* [Task statement]: Please copy out the entries below exactly, beginning with the line that contains "let mut store = MemoryStore::default();" and ending with the line that contains "self.pattern", and include nothing outside that span.

* [Data shown]:
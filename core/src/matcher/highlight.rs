//! Greedy subsequence highlighting of matched filename characters
//!
//! This is deliberately not the scoring algorithm. It walks the text once,
//! consuming the normalized query character by character (gaps allowed), and
//! emits a span every time the whole query has been consumed. Multi-word
//! queries never complete because a single text character never normalizes to
//! a space.

use super::text::{normalize, normalize_char};
use serde::{Deserialize, Serialize};

/// Half-open range of character (not byte) indices into the original text
#[derive(Debug, Clone, Copy, PartialEq, Eq, Serialize, Deserialize)]
pub struct HighlightSpan {
    pub start: usize,
    pub end: usize,
}

/// A run of the original text, flagged when it falls inside a span
#[derive(Debug, Clone, Copy, PartialEq, Eq)]
pub struct Segment<'a> {
    pub text: &'a str,
    pub highlighted: bool,
}

/// Compute the spans of `text` to emphasise for `query`
pub fn highlight_spans(text: &str, query: &str) -> Vec<HighlightSpan> {
    let target: Vec<char> = normalize(query).chars().collect();
    if target.is_empty() {
        return Vec::new();
    }

    let mut spans = Vec::new();
    let mut pos = 0;
    let mut run_start = 0;

    for (i, ch) in text.chars().enumerate() {
        if normalize_char(ch) != Some(target[pos]) {
            continue;
        }

        if pos == 0 {
            run_start = i;
        }
        pos += 1;

        if pos == target.len() {
            spans.push(HighlightSpan {
                start: run_start,
                end: i + 1,
            });
            pos = 0;
        }
    }

    spans
}

/// Split `text` into alternating plain and highlighted segments
pub fn segments<'a>(text: &'a str, spans: &[HighlightSpan]) -> Vec<Segment<'a>> {
    // Byte offset of every char boundary, including the end of the text.
    let boundaries: Vec<usize> = text
        .char_indices()
        .map(|(b, _)| b)
        .chain(std::iter::once(text.len()))
        .collect();
    let char_count = boundaries.len() - 1;

    let mut result = Vec::new();
    let mut cursor = 0;

    for span in spans {
        let start = span.start.min(char_count).max(cursor);
        let end = span.end.min(char_count);
        if start >= end {
            continue;
        }

        if cursor < start {
            result.push(Segment {
                text: &text[boundaries[cursor]..boundaries[start]],
                highlighted: false,
            });
        }
        result.push(Segment {
            text: &text[boundaries[start]..boundaries[end]],
            highlighted: true,
        });
        cursor = end;
    }

    if cursor < char_count {
        result.push(Segment {
            text: &text[boundaries[cursor]..],
            highlighted: false,
        });
    }

    result
}

/// Wrap every highlighted span of `text` between `open` and `close`
pub fn render_highlighted(text: &str, query: &str, open: &str, close: &str) -> String {
    let spans = highlight_spans(text, query);

    let mut out = String::with_capacity(text.len());
    for segment in segments(text, &spans) {
        if segment.highlighted {
            out.push_str(open);
            out.push_str(segment.text);
            out.push_str(close);
        } else {
            out.push_str(segment.text);
        }
    }
    out
}
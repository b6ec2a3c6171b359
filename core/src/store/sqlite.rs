//! SQLite-backed store over a flashcard collection's note table
//!
//! Notes keep their fields in one `flds` column joined by U+001F. Every
//! changed note gets a fresh `mod` stamp and `usn = -1` so the host's sync
//! picks it up.

use super::{Document, DocumentId, DocumentStore, ReplaceMode, Replacer};
use crate::error::{Result, StoreError};
use chrono::Utc;
use rusqlite::{params, Connection, OptionalExtension};
use std::path::Path;
use tracing::debug;

/// Separator between fields inside the `flds` column
pub const FIELD_SEPARATOR: &str = "\x1f";

const SCHEMA: &str = "CREATE TABLE IF NOT EXISTS notes (
    id   INTEGER PRIMARY KEY,
    mod  INTEGER NOT NULL,
    usn  INTEGER NOT NULL,
    flds TEXT NOT NULL
);";

/// Document store backed by a SQLite `notes` table
pub struct SqliteStore {
    conn: Connection,
}

impl SqliteStore {
    /// Open (or create) a collection file
    pub fn open<P: AsRef<Path>>(path: P) -> Result<Self> {
        let path = path.as_ref();
        debug!("Opening collection at {}", path.display());
        Self::with_connection(Connection::open(path)?)
    }

    /// Open a throwaway collection in memory
    pub fn open_in_memory() -> Result<Self> {
        Self::with_connection(Connection::open_in_memory()?)
    }

    fn with_connection(conn: Connection) -> Result<Self> {
        conn.execute_batch(SCHEMA)?;
        Ok(Self { conn })
    }

    /// Add a note and return its id
    pub fn add_note<S: AsRef<str>>(&mut self, fields: &[S]) -> Result<DocumentId> {
        self.conn.execute(
            "INSERT INTO notes (mod, usn, flds) VALUES (?1, -1, ?2)",
            params![Utc::now().timestamp(), join_fields(fields)],
        )?;
        Ok(self.conn.last_insert_rowid())
    }

    /// Modification stamp of a note
    pub fn modified(&self, id: DocumentId) -> Result<i64> {
        self.conn
            .query_row("SELECT mod FROM notes WHERE id = ?1", params![id], |row| {
                row.get(0)
            })
            .optional()?
            .ok_or_else(|| StoreError::DocumentNotFound { id }.into())
    }
}

fn split_fields(flds: &str) -> Vec<String> {
    flds.split(FIELD_SEPARATOR).map(str::to_string).collect()
}

fn join_fields<S: AsRef<str>>(fields: &[S]) -> String {
    fields
        .iter()
        .map(|field| field.as_ref())
        .collect::<Vec<&str>>()
        .join(FIELD_SEPARATOR)
}

impl DocumentStore for SqliteStore {
    fn document_ids(&self) -> Result<Vec<DocumentId>> {
        let mut stmt = self.conn.prepare("SELECT id FROM notes ORDER BY id")?;
        let ids = stmt
            .query_map([], |row| row.get(0))?
            .collect::<std::result::Result<Vec<DocumentId>, _>>()?;
        Ok(ids)
    }

    fn document(&self, id: DocumentId) -> Result<Document> {
        let flds: String = self
            .conn
            .query_row("SELECT flds FROM notes WHERE id = ?1", params![id], |row| {
                row.get(0)
            })
            .optional()?
            .ok_or(StoreError::DocumentNotFound { id })?;

        Ok(Document {
            id,
            fields: split_fields(&flds),
        })
    }

    fn update_fields(&mut self, id: DocumentId, fields: Vec<String>) -> Result<()> {
        let updated = self.conn.execute(
            "UPDATE notes SET flds = ?1, mod = ?2, usn = -1 WHERE id = ?3",
            params![join_fields(&fields), Utc::now().timestamp(), id],
        )?;
        if updated == 0 {
            return Err(StoreError::DocumentNotFound { id }.into());
        }
        Ok(())
    }

    fn search_and_replace(
        &mut self,
        ids: &[DocumentId],
        search: &str,
        replacement: &str,
        mode: ReplaceMode,
    ) -> Result<Vec<DocumentId>> {
        let replacer = Replacer::new(search, replacement, mode)?;
        let stamp = Utc::now().timestamp();
        let mut changed = Vec::new();

        let tx = self.conn.transaction()?;
        {
            let mut select = tx.prepare("SELECT flds FROM notes WHERE id = ?1")?;
            let mut update =
                tx.prepare("UPDATE notes SET flds = ?1, mod = ?2, usn = -1 WHERE id = ?3")?;

            for &id in ids {
                let flds: String = select
                    .query_row(params![id], |row| row.get(0))
                    .optional()?
                    .ok_or(StoreError::DocumentNotFound { id })?;

                if let Some(fields) = replacer.apply_fields(&split_fields(&flds)) {
                    update.execute(params![join_fields(&fields), stamp, id])?;
                    changed.push(id);
                }
            }
        }
        tx.commit()?;

        Ok(changed)
    }
}

#[cfg(test)]
mod tests {
    use super::*;
    use tempfile::TempDir;

    #[test]
    fn test_fields_round_trip_through_separator() {
        let mut store = SqliteStore::open_in_memory().unwrap();
        let id = store.add_note(&["front", "back <b>x</b>", ""]).unwrap();

        let doc = store.document(id).unwrap();
        assert_eq!(doc.fields, vec!["front", "back <b>x</b>", ""]);
        assert_eq!(store.document_ids().unwrap(), vec![id]);
    }

    #[test]
    fn test_search_and_replace_marks_notes_for_sync() {
        let mut store = SqliteStore::open_in_memory().unwrap();
        let hit = store.add_note(&["<img src=\"a.png\">", "x"]).unwrap();
        let miss = store.add_note(&["plain"]).unwrap();
        store
            .conn
            .execute("UPDATE notes SET mod = 0, usn = 5", [])
            .unwrap();

        let ids = store.document_ids().unwrap();
        let changed = store
            .search_and_replace(&ids, "src=\"a.png\"", "src=\"b.png\"", ReplaceMode::LITERAL)
            .unwrap();

        assert_eq!(changed, vec![hit]);
        assert_eq!(store.document(hit).unwrap().fields[0], "<img src=\"b.png\">");
        assert!(store.modified(hit).unwrap() > 0);
        assert_eq!(store.modified(miss).unwrap(), 0);

        let usn: i64 = store
            .conn
            .query_row("SELECT usn FROM notes WHERE id = ?1", params![hit], |r| r.get(0))
            .unwrap();
        assert_eq!(usn, -1);
    }

    #[test]
    fn test_missing_note_aborts_whole_call() {
        let mut store = SqliteStore::open_in_memory().unwrap();
        let id = store.add_note(&["src=\"a.png\""]).unwrap();

        let result = store.search_and_replace(
            &[id, 999],
            "src=\"a.png\"",
            "src=\"b.png\"",
            ReplaceMode::LITERAL,
        );
        assert!(result.is_err());
        // transaction was rolled back
        assert_eq!(store.document(id).unwrap().fields[0], "src=\"a.png\"");
    }

    #[test]
    fn test_update_fields_and_persistence() {
        let dir = TempDir::new().unwrap();
        let path = dir.path().join("collection.anki2");

        let id = {
            let mut store = SqliteStore::open(&path).unwrap();
            let id = store.add_note(&["a"]).unwrap();
            store
                .update_fields(id, vec!["b".to_string(), "c".to_string()])
                .unwrap();
            id
        };

        let store = SqliteStore::open(&path).unwrap();
        assert_eq!(store.document(id).unwrap().fields, vec!["b", "c"]);
        assert!(store.document(id + 1).is_err());
    }
}
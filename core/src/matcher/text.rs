//! Text normalization shared by scoring and highlighting

use regex::Regex;
use std::sync::LazyLock;

/// Anything that is neither a word character nor whitespace
static NON_WORD: LazyLock<Regex> =
    LazyLock::new(|| Regex::new(r"[^\w\s]").expect("static pattern is valid"));

/// Normalize text for searching
///
/// Underscores and hyphens become spaces, every character outside the
/// Unicode word/whitespace classes is dropped, the result is lowercased and
/// whitespace runs collapse to single spaces with no leading or trailing
/// space.
pub fn normalize(text: &str) -> String {
    let spaced = text.replace(['_', '-'], " ");
    let stripped = NON_WORD.replace_all(&spaced, "");
    let lowered = stripped.to_lowercase();

    lowered.split_whitespace().collect::<Vec<_>>().join(" ")
}

/// Normalize a single character, returning it only if it normalizes to
/// exactly one character
pub(crate) fn normalize_char(ch: char) -> Option<char> {
    let mut buf = [0u8; 4];
    let normalized = normalize(ch.encode_utf8(&mut buf));

    let mut chars = normalized.chars();
    match (chars.next(), chars.next()) {
        (Some(c), None) => Some(c),
        _ => None,
    }
}
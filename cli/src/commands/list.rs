//! Media listing command

use anyhow::Result;
use tracing::info;

/// Print every image in the media folder
pub async fn list_command(config_loader: crate::config::CliConfigLoader) -> Result<()> {
    let config = config_loader.load().await?;
    info!("Listing images in {}", config.media_dir.display());

    let library = super::open_library(&config)?;
    for file in library.files() {
        println!("{}", file.filename);
    }

    Ok(())
}
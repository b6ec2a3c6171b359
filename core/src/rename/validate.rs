//! Validation of user-proposed filenames

use crate::error::RenameError;

/// Split a filename into stem and extension (extension keeps its dot)
///
/// Leading dots never start an extension, so `.hidden` has none.
pub fn split_extension(filename: &str) -> (&str, &str) {
    match filename.rfind('.') {
        Some(i) if filename[..i].chars().any(|c| c != '.') => filename.split_at(i),
        _ => (filename, ""),
    }
}

/// Turn a proposed base name into the final filename
///
/// Surrounding whitespace is trimmed and inner spaces become underscores.
pub fn validate_new_name<S: AsRef<str>>(
    proposed_base: &str,
    extension: &str,
    existing_filenames: &[S],
) -> Result<String, RenameError> {
    let base = proposed_base.trim().replace(' ', "_");
    if base.is_empty() {
        return Err(RenameError::EmptyName);
    }

    let candidate = format!("{}{}", base, extension);
    if candidate == "." || candidate == ".." || candidate.contains(std::path::is_separator) {
        return Err(RenameError::InvalidName { name: candidate });
    }

    if existing_filenames.iter().any(|f| f.as_ref() == candidate) {
        return Err(RenameError::NameCollision { name: candidate });
    }

    Ok(candidate)
}
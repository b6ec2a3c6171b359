//! In-memory document store

use super::{Document, DocumentId, DocumentStore};
use crate::error::{Result, StoreError};

/// Documents held in a vector, in insertion order
#[derive(Debug, Clone, Default)]
pub struct MemoryStore {
    documents: Vec<Document>,
}

impl MemoryStore {
    pub fn new(documents: Vec<Document>) -> Self {
        Self { documents }
    }

    pub fn insert(&mut self, document: Document) {
        self.documents.push(document);
    }

    pub fn documents(&self) -> &[Document] {
        &self.documents
    }

    fn find_mut(&mut self, id: DocumentId) -> Result<&mut Document> {
        self.documents
            .iter_mut()
            .find(|d| d.id == id)
            .ok_or_else(|| StoreError::DocumentNotFound { id }.into())
    }
}

impl DocumentStore for MemoryStore {
    fn document_ids(&self) -> Result<Vec<DocumentId>> {
        Ok(self.documents.iter().map(|d| d.id).collect())
    }

    fn document(&self, id: DocumentId) -> Result<Document> {
        self.documents
            .iter()
            .find(|d| d.id == id)
            .cloned()
            .ok_or_else(|| StoreError::DocumentNotFound { id }.into())
    }

    fn update_fields(&mut self, id: DocumentId, fields: Vec<String>) -> Result<()> {
        self.find_mut(id)?.fields = fields;
        Ok(())
    }
}

#[cfg(test)]
mod tests {
    use super::*;
    use crate::store::ReplaceMode;

    #[test]
    fn test_search_and_replace_reports_changed_ids() {
        let mut store = MemoryStore::new(vec![
            Document::new(1, ["<img src=\"a.png\">", "a.png"]),
            Document::new(2, ["nothing here"]),
            Document::new(3, ["", "<img src=\"a.png\">"]),
        ]);

        let ids = store.document_ids().unwrap();
        let changed = store
            .search_and_replace(&ids, "src=\"a.png\"", "src=\"b.png\"", ReplaceMode::LITERAL)
            .unwrap();

        assert_eq!(changed, vec![1, 3]);
        assert_eq!(store.documents()[0].fields[0], "<img src=\"b.png\">");
        // Only the literal form is replaced, not the bare name.
        assert_eq!(store.documents()[0].fields[1], "a.png");
        assert_eq!(store.documents()[1].fields[0], "nothing here");
    }

    #[test]
    fn test_restricted_to_given_ids() {
        let mut store = MemoryStore::new(vec![
            Document::new(1, ["x"]),
            Document::new(2, ["x"]),
        ]);
        let changed = store
            .search_and_replace(&[2], "x", "y", ReplaceMode::LITERAL)
            .unwrap();
        assert_eq!(changed, vec![2]);
        assert_eq!(store.document(1).unwrap().fields[0], "x");
    }

    #[test]
    fn test_missing_document() {
        let mut store = MemoryStore::default();
        assert!(store.document(9).is_err());
        assert!(store.update_fields(9, vec![]).is_err());
        assert!(store
            .search_and_replace(&[9], "x", "y", ReplaceMode::LITERAL)
            .is_err());
    }
}
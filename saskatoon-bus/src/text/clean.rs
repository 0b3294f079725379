//! General-purpose label cleaning rules shared by headsigns, stop names and
//! route names.
//!
//! Every rule is a whole-word, case-insensitive regex substitution, so the
//! text around a match (punctuation, spacing) is left untouched.

use std::sync::LazyLock;

use regex::{Captures, Regex};

/// A whole-word, case-insensitive substitution.
pub(crate) struct WordRule {
    pattern: Regex,
    replacement: &'static str,
}

impl WordRule {
    /// Build a rule matching `words` (a regex alternation body) as whole words.
    pub(crate) fn new(words: &str, replacement: &'static str) -> Self {
        // Patterns are compile-time literals.
        let pattern = Regex::new(&format!(r"(?i)\b(?:{words})\b")).unwrap();
        Self {
            pattern,
            replacement,
        }
    }

    pub(crate) fn apply(&self, input: &str) -> String {
        self.pattern
            .replace_all(input, regex::NoExpand(self.replacement))
            .into_owned()
    }
}

fn apply_all(rules: &[WordRule], input: &str) -> String {
    rules
        .iter()
        .fold(input.to_string(), |text, rule| rule.apply(&text))
}

static STREET_TYPES: LazyLock<Vec<WordRule>> = LazyLock::new(|| {
    vec![
        // Multi-word forms first so "Centre" below doesn't split them.
        WordRule::new(r"shopping\s+cent(?:re|er)", "SC"),
        WordRule::new("street", "St"),
        WordRule::new("avenue", "Ave"),
        WordRule::new("road", "Rd"),
        WordRule::new("drive", "Dr"),
        WordRule::new("boulevard", "Blvd"),
        WordRule::new("crescent", "Cres"),
        WordRule::new("court", "Crt"),
        WordRule::new("place", "Pl"),
        WordRule::new("lane", "Ln"),
        WordRule::new("terrace", "Terr"),
        WordRule::new("parkway", "Pkwy"),
        WordRule::new("highway", "Hwy"),
        WordRule::new("circle", "Cir"),
        WordRule::new("heights", "Hts"),
        WordRule::new("village", "Vlg"),
        WordRule::new("grove", "Grv"),
        WordRule::new("square", "Sq"),
        WordRule::new("market", "Mkt"),
        WordRule::new("cent(?:re|er)", "Ctr"),
        WordRule::new("mount", "Mt"),
        WordRule::new("point", "Pt"),
    ]
});

/// Abbreviate street-type and place-type words ("Street" → "St").
pub fn clean_street_types(input: &str) -> String {
    apply_all(&STREET_TYPES, input)
}

static ORDINAL_WORDS: LazyLock<Vec<WordRule>> = LazyLock::new(|| {
    vec![
        WordRule::new("first", "1st"),
        WordRule::new("second", "2nd"),
        WordRule::new("third", "3rd"),
        WordRule::new("fourth", "4th"),
        WordRule::new("fifth", "5th"),
        WordRule::new("sixth", "6th"),
        WordRule::new("seventh", "7th"),
        WordRule::new("eighth", "8th"),
        WordRule::new("ninth", "9th"),
        WordRule::new("tenth", "10th"),
        WordRule::new("eleventh", "11th"),
        WordRule::new("twelfth", "12th"),
    ]
});

static DIGIT_ORDINAL: LazyLock<Regex> =
    LazyLock::new(|| Regex::new(r"(?i)\b(\d+)(st|nd|rd|th)\b").unwrap());

/// Normalize ordinals: spelled-out words become digits, and digit suffixes
/// are lower-cased ("8TH" → "8th").
pub fn clean_numbers(input: &str) -> String {
    let text = apply_all(&ORDINAL_WORDS, input);
    DIGIT_ORDINAL
        .replace_all(&text, |caps: &Captures| {
            format!("{}{}", &caps[1], caps[2].to_ascii_lowercase())
        })
        .into_owned()
}

static BOUNDS: LazyLock<WordRule> =
    LazyLock::new(|| WordRule::new("(?:north|south|east|west)bound", ""));

/// Drop compass-bound words ("Northbound"); the app shows direction itself.
pub fn clean_bounds(input: &str) -> String {
    BOUNDS.apply(input)
}

static WHITESPACE: LazyLock<Regex> = LazyLock::new(|| Regex::new(r"\s+").unwrap());
static SPACE_BEFORE_PUNCT: LazyLock<Regex> =
    LazyLock::new(|| Regex::new(r" ([,.])").unwrap());

fn is_dangling(c: char) -> bool {
    c.is_whitespace() || matches!(c, '-' | ',' | '/' | '&' | ';' | ':')
}

/// Final label tidy-up: collapse whitespace, pull punctuation onto the
/// preceding word, trim dangling separators at both ends.
pub fn clean_label(input: &str) -> String {
    let text = WHITESPACE.replace_all(input, " ");
    let text = SPACE_BEFORE_PUNCT.replace_all(&text, "$1");
    text.trim_matches(is_dangling).to_string()
}

/// Title-case words written entirely in capitals ("LAWSON HEIGHTS" →
/// "Lawson Heights"). Mixed-case and single-letter words are left alone.
pub fn capitalize_upper_case_words(input: &str) -> String {
    static UPPER_WORD: LazyLock<Regex> =
        LazyLock::new(|| Regex::new(r"\b[[:upper:]][[:upper:]]+\b").unwrap());

    UPPER_WORD
        .replace_all(input, |caps: &Captures| {
            let word = &caps[0];
            let mut chars = word.chars();
            match chars.next() {
                Some(first) => first.to_string() + &chars.as_str().to_lowercase(),
                None => String::new(),
            }
        })
        .into_owned()
}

* [Exercise answer]:
        let mut store = MemoryStore::default();
        assert!(store.document(9).is_err());
        assert!(store.update_fields(9, vec![]).is_err());
        assert!(store
            .search_and_replace(&[9], "x", "y", ReplaceMode::LITERAL)
            .is_err());
    }
}
filename saskatoon-bus/src/text/clean.rs
repository 0b3294f079725379
//! General-purpose label cleaning rules shared by headsigns, stop names and
//! route names.
//!
//! Every rule is a whole-word, case-insensitive regex substitution, so the
//! text around a match (punctuation, spacing) is left untouched.

use std::sync::LazyLock;

use regex::{Captures, Regex};

/// A whole-word, case-insensitive substitution.
pub(crate) struct WordRule {
    pattern: Regex,
    replacement: &'static str,
}

impl WordRule {
    /// Build a rule matching `words` (a regex alternation body) as whole words.
    pub(crate) fn new(words: &str, replacement: &'static str) -> Self {
        // Patterns are compile-time literals.
        let pattern = Regex::new(&format!(r"(?i)\b(?:{words})\b")).unwrap();
        Self {
            pattern,
            replacement,
        }
    }

    pub(crate) fn apply(&self, input: &str) -> String {
        self.pattern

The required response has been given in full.